A continuación revisaremos los 6 pasos que se deben cumplir para hacer del #reto21dias en la DIETA algo real:

A.Revisa tus creencias

B. Lo que te motiva está adentro

C. Ama el proceso no el resultado

D. Se fiel a tu estrategia

E. La crisis del 3 día

F. Apóyate en una comunidad

 

A. REVISA TUS CREENCIAS: Lo que crees va creando tu realidad, entre más rápido te des cuenta de este presupuesto más rápido comenzaras a ver el destino como un aliado tuyo y no ese misterioso camino que te queda por recorrer y no puedes cambiarlo. Las creencias son simplemente mensajes incrustados en nuestra mente que encuentran la manera de hacerse notar con las experiencias, son un poco fastidiosas cuando son creencias limitantes, pero cuando son creencias poderosaste encantas con ellas y las atesoras. Para comenzar tu #reto21dias con la dieta, primero debes revisar tus creencias y para esto te recomiendo seguir estos tres simples pasos

1. Explora en tu pasado: Revisa los comportamientos más comunes de tu pasado con respecto a la comida. Que comías, con quien comías, cuáles eran los rituales asociados a la comida, que emociones estaban atadas a la comida, etc. Probablemente te darás cuenta de que muchas de las creencias que tienes con respecto a la comida vienen de aprendizajes vicarios, ideas heredadas de nuestros cuidadores que aunque bien intencionadas, pueden llegar a ser limitantes, algunos ejemplos de estas creencias son: “Comer harto significa ser prospero”, “la comida une a la familia”, “la comida está en la celebración”, “Si no hay comida, el plan es malo”, “debo sentir culpa si no me lo como todo”, “comer en restaurante es más rico”, “todo lo que es rico engorda”, “si es light o diet o zero no engorda”, “adelgazar es un martirio”, etc.

2. Pregúntate ¿a quién le conviene que seas saludable?: Acá es muy importante que empieces a abrir los ojos y darte cuenta  de que muchas de las ideas con respecto a la nutrición están fundamentadas en enriquecer las grandes corporaciones productoras de alimentos, tanto así que en USA la epidemia de obesidad ha sido tratada de manera superficial a pesar de la fuerte evidencia en contra de estas empresas. Ni las grandes corporaciones de alimentos, ni la TV, ni los infomerciales, ni los productos fitness, ni siquiera algunos médicos quieren que te mantengas saludable o que consumas para tu bienestar.

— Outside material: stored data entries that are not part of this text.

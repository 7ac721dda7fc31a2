//! ブラウザの fetch による `/counties` `/match` 呼び出し

use jagedo_match_common::{CountyList, Endpoints, Error, Match, Query, Result, SearchBackend};
use wasm_bindgen::prelude::*;
use wasm_bindgen_futures::JsFuture;
use web_sys::{Request, RequestInit, RequestMode, Response};

/// fetch APIを使うバックエンド
#[derive(Debug, Clone, Default)]
pub struct FetchBackend {
    endpoints: Endpoints,
}

impl FetchBackend {
    /// ページと同一オリジンのエンドポイントを使う
    pub fn same_origin() -> Self {
        Self {
            endpoints: Endpoints::same_origin(),
        }
    }
}

impl SearchBackend for FetchBackend {
    async fn fetch_counties(&self) -> Result<CountyList> {
        let opts = RequestInit::new();
        opts.set_method("GET");
        opts.set_mode(RequestMode::SameOrigin);

        let request = Request::new_with_str_and_init(&self.endpoints.counties_url(), &opts)
            .map_err(js_error)?;
        let json = send(&request).await?;

        serde_wasm_bindgen::from_value(json).map_err(|e| Error::Parse(e.to_string()))
    }

    async fn fetch_matches(&self, query: &Query) -> Result<Vec<Match>> {
        let body = serde_json::to_string(query)?;

        let opts = RequestInit::new();
        opts.set_method("POST");
        opts.set_mode(RequestMode::SameOrigin);
        opts.set_body(&JsValue::from_str(&body));

        let request = Request::new_with_str_and_init(&self.endpoints.match_url(), &opts)
            .map_err(js_error)?;
        request
            .headers()
            .set("Content-Type", "application/json")
            .map_err(js_error)?;

        let json = send(&request).await?;

        serde_wasm_bindgen::from_value(json).map_err(|e| Error::Parse(e.to_string()))
    }
}

/// リクエストを送り、2xxならJSONボディを返す
async fn send(request: &Request) -> Result<JsValue> {
    let window = web_sys::window().ok_or_else(|| Error::Network("window is not available".into()))?;
    let resp_value = JsFuture::from(window.fetch_with_request(request))
        .await
        .map_err(js_error)?;
    let resp: Response = resp_value.dyn_into().map_err(js_error)?;

    if !resp.ok() {
        return Err(Error::Status(resp.status()));
    }

    JsFuture::from(resp.json().map_err(js_error)?)
        .await
        .map_err(js_error)
}

/// JSの例外を通信エラーに変換（Errorならmessageを使う）
fn js_error(value: JsValue) -> Error {
    let message = match value.dyn_ref::<js_sys::Error>() {
        Some(e) => String::from(e.message()),
        None => value.as_string().unwrap_or_else(|| format!("{:?}", value)),
    };
    Error::Network(message)
}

Piénsalo bien, nuestra cultura occidental no está preparada para atender el problema de una manera preventiva, no ha llegado todavía ese nivel de evolución a nuestras vidas. Nosotros mismos tenemos que ser responsables por nuestra propia salud, siendo inteligentes con respecto a lo que vemos y generando un gran criterio con respecto a nuestras decisiones de consumo.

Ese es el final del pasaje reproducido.